● AIM OF THE EXERCISE: Reply with each record repeated exactly.

● PROVIDED DATA:
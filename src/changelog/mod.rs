//! changelog
//!
//! Retrieval and reconciliation of a quarter's changes.
//!
//! # Architecture
//!
//! A run is two sequential passes over the forge followed by a merge:
//!
//! 1. [`pulls`] walks closed pull requests and emits one entry per PR merged
//!    in the window, recording each merge sha.
//! 2. [`commits`] walks the window's commit history, skipping recorded shas
//!    and any commit the host links to a pull request.
//! 3. [`aggregate`] sorts both entry lists by date and renders them.
//!
//! All run state (the seen-sha set, the entry lists) is owned by [`generate`]
//! and passed explicitly between the passes. Nothing is written until both
//! passes succeed; persisting the result is the caller's job (see
//! [`output::write_atomic`]).
//!
//! # Example
//!
//! ```ignore
//! use quarterlog::changelog::{generate, LinkStyle};
//! use quarterlog::core::window::Window;
//! use chrono::Utc;
//! use quarterlog::forge::{github::GitHubForge, RepoEndpoints};
//!
//! let forge = GitHubForge::new(None);
//! let endpoints = RepoEndpoints::new("https://api.github.com", "octocat/hello".parse()?);
//! let report = generate(&forge, &endpoints, &Window::preceding(Utc::now().date_naive())?, LinkStyle::Plain).await?;
//! print!("{}", report.render());
//! ```

pub mod aggregate;
pub mod commits;
mod entry;
pub mod output;
pub mod pulls;

pub use entry::{ChangelogEntry, LinkStyle};
pub use pulls::SeenShas;

use tracing::info;

use crate::core::window::Window;
use crate::forge::{Diagnostic, ForgeError, PageSource, RepoEndpoints};

/// Outcome of a successful run.
#[derive(Debug)]
pub struct RunReport {
    /// Window the run covered
    pub window: Window,
    /// All entries, ascending by date
    pub entries: Vec<ChangelogEntry>,
    /// Pagination anomalies encountered along the way
    pub diagnostics: Vec<Diagnostic>,
    /// Entries contributed by the pull request pass
    pub pull_request_entries: usize,
    /// Entries contributed by the commit pass
    pub commit_entries: usize,
    /// Commits skipped because the host links them to a pull request
    pub commits_with_pulls: usize,
}

impl RunReport {
    /// The changelog text.
    pub fn render(&self) -> String {
        aggregate::render(&self.entries)
    }
}

/// Run both passes for `window` and merge their entries.
///
/// # Errors
///
/// Any transport or decode error aborts the run; no partial report is
/// returned.
pub async fn generate(
    source: &dyn PageSource,
    endpoints: &RepoEndpoints,
    window: &Window,
    style: LinkStyle,
) -> Result<RunReport, ForgeError> {
    info!(
        repo = %endpoints.repo(),
        source = source.name(),
        window = %window,
        "generating changelog"
    );

    let pulls = pulls::collect_pull_requests(source, endpoints, window, style).await?;
    let commits =
        commits::reconcile_commits(source, endpoints, window, &pulls.seen, style).await?;

    let pull_request_entries = pulls.entries.len();
    let commit_entries = commits.entries.len();
    let diagnostics = pulls
        .diagnostic
        .into_iter()
        .chain(commits.diagnostic)
        .collect();

    Ok(RunReport {
        window: *window,
        entries: aggregate::aggregate(pulls.entries, commits.entries),
        diagnostics,
        pull_request_entries,
        commit_entries,
        commits_with_pulls: commits.with_pulls,
    })
}

#[cfg(test)]
mod tests {
    use super::*;
    use crate::core::window::Quarter;
    use crate::forge::mock::MockForge;
    use serde_json::json;

    #[tokio::test]
    async fn merge_commit_of_collected_pr_is_not_listed_twice() {
        let window = Quarter::new(2024, 2).unwrap().window().unwrap();
        let endpoints = RepoEndpoints::new("https://api.test", "o/r".parse().unwrap());
        let forge = MockForge::new()
            .with_json(
                endpoints.closed_pulls(),
                json!([{
                    "number": 42,
                    "title": "Fix bug",
                    "html_url": "https://github.com/o/r/pull/42",
                    "merge_commit_sha": "abc1234",
                    "merged_at": "2024-05-02T00:00:00Z"
                }]),
            )
            .with_json(
                endpoints.commits_in(&window),
                json!([
                    {
                        "sha": "abc1234",
                        "html_url": "https://github.com/o/r/commit/abc1234",
                        "commit": {"message": "Fix bug (#42)", "committer": {"date": "2024-05-02T00:00:00Z"}}
                    },
                    {
                        "sha": "0123456789",
                        "html_url": "https://github.com/o/r/commit/0123456789",
                        "commit": {"message": "Bump version", "committer": {"date": "2024-04-10T00:00:00Z"}}
                    }
                ]),
            )
            .with_json(endpoints.commit_pulls("0123456789"), json!([]));

        let report = generate(&forge, &endpoints, &window, LinkStyle::Plain)
            .await
            .unwrap();

        assert_eq!(report.pull_request_entries, 1);
        assert_eq!(report.commit_entries, 1);
        assert_eq!(
            report.render(),
            "- Bump version ([commit 0123456](https://github.com/o/r/commit/0123456789))\n\n\
             - Fix bug ([#42](https://github.com/o/r/pull/42))\n\n"
        );
        assert_eq!(report.diagnostics.len(), 2);
    }

    #[tokio::test]
    async fn pull_request_failure_aborts_before_commits() {
        let window = Quarter::new(2024, 2).unwrap().window().unwrap();
        let endpoints = RepoEndpoints::new("https://api.test", "o/r".parse().unwrap());
        let forge =
            MockForge::new().fail_on(endpoints.closed_pulls(), ForgeError::RateLimited);

        let result = generate(&forge, &endpoints, &window, LinkStyle::Plain).await;
        assert!(matches!(result, Err(ForgeError::RateLimited)));
        assert_eq!(forge.request_count(&endpoints.commits_in(&window)), 0);
    }
}
//! core
//!
//! Core domain types and configuration for quarterlog.
//!
//! # Modules
//!
//! - [`types`] - Strong types: RepoSlug
//! - [`window`] - Calendar quarters and the half-open reporting window
//! - [`config`] - Configuration schema and loading

pub mod config;
pub mod types;
pub mod window;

● REPLY TO THE EXERCISE:
filename src/changelog/mod.rs
//! changelog
//!
//! Retrieval and reconciliation of a quarter's changes.
//!
//! # Architecture
//!
//! A run is two sequential passes over the forge followed by a merge:
//!
//! 1. [`pulls`] walks closed pull requests and emits one entry per PR merged
//!    in the window, recording each merge sha.
//! 2. [`commits`] walks the window's commit history, skipping recorded shas
//!    and any commit the host links to a pull request.
//! 3. [`aggregate`] sorts both entry lists by date and renders them.
//!
//! All run state (the seen-sha set, the entry lists) is owned by [`generate`]
//! and passed explicitly between the passes. Nothing is written until both
//! passes succeed; persisting the result is the caller's job (see
//! [`output::write_atomic`]).
//!
//! # Example
//!
//! ```ignore
//! use quarterlog::changelog::{generate, LinkStyle};
//! use quarterlog::core::window::Window;
//! use chrono::Utc;
//! use quarterlog::forge::{github::GitHubForge, RepoEndpoints};
//!
//! let forge = GitHubForge::new(None);
//! let endpoints = RepoEndpoints::new("https://api.github.com", "octocat/hello".parse()?);
//! let report = generate(&forge, &endpoints, &Window::preceding(Utc::now().date_naive())?, LinkStyle::Plain).await?;
//! print!("{}", report.render());
//! ```

pub mod aggregate;
pub mod commits;
mod entry;
pub mod output;
pub mod pulls;

pub use entry::{ChangelogEntry, LinkStyle};
pub use pulls::SeenShas;

use tracing::info;

use crate::core::window::Window;
use crate::forge::{Diagnostic, ForgeError, PageSource, RepoEndpoints};

/// Outcome of a successful run.
#[derive(Debug)]
pub struct RunReport {
    /// Window the run covered
    pub window: Window,
    /// All entries, ascending by date
    pub entries: Vec<ChangelogEntry>,
    /// Pagination anomalies encountered along the way
    pub diagnostics: Vec<Diagnostic>,
    /// Entries contributed by the pull request pass
    pub pull_request_entries: usize,
    /// Entries contributed by the commit pass
    pub commit_entries: usize,
    /// Commits skipped because the host links them to a pull request
    pub commits_with_pulls: usize,
}

impl RunReport {
    /// The changelog text.
    pub fn render(&self) -> String {
        aggregate::render(&self.entries)
    }
}

/// Run both passes for `window` and merge their entries.
///
/// # Errors
///
/// Any transport or decode error aborts the run; no partial report is
/// returned.
pub async fn generate(
    source: &dyn PageSource,
    endpoints: &RepoEndpoints,
    window: &Window,
    style: LinkStyle,
) -> Result<RunReport, ForgeError> {
    info!(
        repo = %endpoints.repo(),
        source = source.name(),
        window = %window,
        "generating changelog"
    );

    let pulls = pulls::collect_pull_requests(source, endpoints, window, style).await?;
    let commits =
        commits::reconcile_commits(source, endpoints, window, &pulls.seen, style).await?;

    let pull_request_entries = pulls.entries.len();
    let commit_entries = commits.entries.len();
    let diagnostics = pulls
        .diagnostic
        .into_iter()
        .chain(commits.diagnostic)
        .collect();

    Ok(RunReport {
        window: *window,
        entries: aggregate::aggregate(pulls.entries, commits.entries),
        diagnostics,
        pull_request_entries,
        commit_entries,
        commits_with_pulls: commits.with_pulls,
    })
}

#[cfg(test)]
mod tests {
    use super::*;
    use crate::core::window::Quarter;
    use crate::forge::mock::MockForge;
    use serde_json::json;

    #[tokio::test]
    async fn merge_commit_of_collected_pr_is_not_listed_twice() {
        let window = Quarter::new(2024, 2).unwrap().window().unwrap();
        let endpoints = RepoEndpoints::new("https://api.test", "o/r".parse().unwrap());
        let forge = MockForge::new()
            .with_json(
                endpoints.closed_pulls(),
                json!([{
                    "number": 42,
                    "title": "Fix bug",
                    "html_url": "https://github.com/o/r/pull/42",
                    "merge_commit_sha": "abc1234",
                    "merged_at": "2024-05-02T00:00:00Z"
                }]),
            )
            .with_json(
                endpoints.commits_in(&window),
                json!([
                    {
                        "sha": "abc1234",
                        "html_url": "https://github.com/o/r/commit/abc1234",
                        "commit": {"message": "Fix bug (#42)", "committer": {"date": "2024-05-02T00:00:00Z"}}
                    },
                    {
                        "sha": "0123456789",
                        "html_url": "https://github.com/o/r/commit/0123456789",
                        "commit": {"message": "Bump version", "committer": {"date": "2024-04-10T00:00:00Z"}}
                    }
                ]),
            )
            .with_json(endpoints.commit_pulls("0123456789"), json!([]));

        let report = generate(&forge, &endpoints, &window, LinkStyle::Plain)
            .await
            .unwrap();

        assert_eq!(report.pull_request_entries, 1);
        assert_eq!(report.commit_entries, 1);
        assert_eq!(
            report.render(),
            "- Bump version ([commit 0123456](https://github.com/o/r/commit/0123456789))\n\n\
             - Fix bug ([#42](https://github.com/o/r/pull/42))\n\n"
        );
        assert_eq!(report.diagnostics.len(), 2);
    }

    #[tokio::test]
    async fn pull_request_failure_aborts_before_commits() {
        let window = Quarter::new(2024, 2).unwrap().window().unwrap();
        let endpoints = RepoEndpoints::new("https://api.test", "o/r".parse().unwrap());
        let forge =
            MockForge::new().fail_on(endpoints.closed_pulls(), ForgeError::RateLimited);

        let result = generate(&forge, &endpoints, &window, LinkStyle::Plain).await;
        assert!(matches!(result, Err(ForgeError::RateLimited)));
        assert_eq!(forge.request_count(&endpoints.commits_in(&window)), 0);
    }
}
//! core
//!
//! Core domain types and configuration for quarterlog.
//!
//! # Modules
//!
//! - [`types`] - Strong types: RepoSlug
//! - [`window`] - Calendar quarters and the half-open reporting window
//! - [`config`] - Configuration schema and loading

pub mod config;
pub mod types;
pub mod window;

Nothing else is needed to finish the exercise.